- **Exercise instructions**
Looking through the listing that follows, count every line with the string "flour" and state the number alone.

- **Task data**
________
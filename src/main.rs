// src/main.rs

use anyhow::Result;
use clap::{CommandFactory, Parser};
use tracing_subscriber::EnvFilter;

mod cli;
mod commands;

use cli::{Cli, Commands};

/// Default log filter for a given number of `-v` flags
fn default_filter(verbose: u8) -> &'static str {
    match verbose {
        0 => "warn",
        1 => "info",
        _ => "debug",
    }
}

fn main() -> Result<()> {
    let cli = Cli::parse();

    // Logs go to stderr so stdout carries only results
    tracing_subscriber::fmt()
        .with_env_filter(
            EnvFilter::try_from_default_env()
                .unwrap_or_else(|_| EnvFilter::new(default_filter(cli.verbose))),
        )
        .with_writer(std::io::stderr)
        .init();

    let config_dir = cli.config_dir.as_deref();
    let recipes = cli.recipes.as_deref();
    let units = cli.units.as_deref();

    match cli.command {
        Some(Commands::Mix {
            total_mass,
            starter_hydration,
            recipe,
            format,
        }) => {
            let pantry = commands::open_pantry(config_dir, recipes, units)?;
            commands::cmd_mix(&pantry, total_mass, starter_hydration, &recipe, format)
        }
        Some(Commands::List) => {
            let pantry = commands::open_pantry(config_dir, recipes, units)?;
            commands::cmd_list(&pantry)
        }
        Some(Commands::Show { recipe }) => {
            let pantry = commands::open_pantry(config_dir, recipes, units)?;
            commands::cmd_show(&pantry, &recipe)
        }
        Some(Commands::Completions { shell }) => {
            clap_complete::generate(shell, &mut Cli::command(), "levain", &mut std::io::stdout());
            Ok(())
        }
        None => {
            Cli::command().print_help()?;
            println!();
            Ok(())
        }
    }
}

#[cfg(test)]
mod tests {
    use super::*;

    #[test]
    fn test_default_filter() {
        assert_eq!(default_filter(0), "warn");
        assert_eq!(default_filter(1), "info");
        assert_eq!(default_filter(5), "debug");
    }
}
// tests/common/mod.rs

//! Shared test utilities and helpers for integration tests.

#![allow(dead_code)]

use levain::{ConfigPaths, Pantry};
use std::path::{Path, PathBuf};
use tempfile::TempDir;

/// Unit table covering only starter, flour and water
pub const BASE_UNITS: &str = r#"
[starter]
value = 0.005263157894736842
unit = "cups"

[flour]
value = 0.008
unit = "cups"

[water]
value = 0.00423728813559322
unit = "cups"

[salt]
value = 0.3003003003003003
unit = "tsps"
"#;

/// The recipe tables shipped with the repository
pub fn shipped_config_dir() -> PathBuf {
    Path::new(env!("CARGO_MANIFEST_DIR")).join("data")
}

/// Pantry loaded from the shipped tables
pub fn shipped_pantry() -> Pantry {
    Pantry::load(&ConfigPaths::in_dir(&shipped_config_dir())).unwrap()
}

/// Write a file into a temp dir and return its path
pub fn write_file(dir: &TempDir, name: &str, content: &str) -> PathBuf {
    let path = dir.path().join(name);
    std::fs::write(&path, content).unwrap();
    path
}

/// Create a config directory with `recipes.toml` and `units.toml`.
///
/// Returns (TempDir, paths) - keep the TempDir alive to prevent cleanup.
pub fn setup_config_dir(recipes: &str, units: &str) -> (TempDir, ConfigPaths) {
    let temp_dir = tempfile::tempdir().unwrap();
    write_file(&temp_dir, "recipes.toml", recipes);
    write_file(&temp_dir, "units.toml", units);
    let paths = ConfigPaths::in_dir(temp_dir.path());
    (temp_dir, paths)
}

/// Assert two values agree within a relative tolerance
pub fn assert_close(actual: f64, expected: f64, rel_tol: f64) {
    let scale = expected.abs().max(1.0);
    assert!(
        (actual - expected).abs() <= rel_tol * scale,
        "expected {} within {} of {}",
        actual,
        rel_tol,
        expected
    );
}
________
- **Answer for this exercise**
2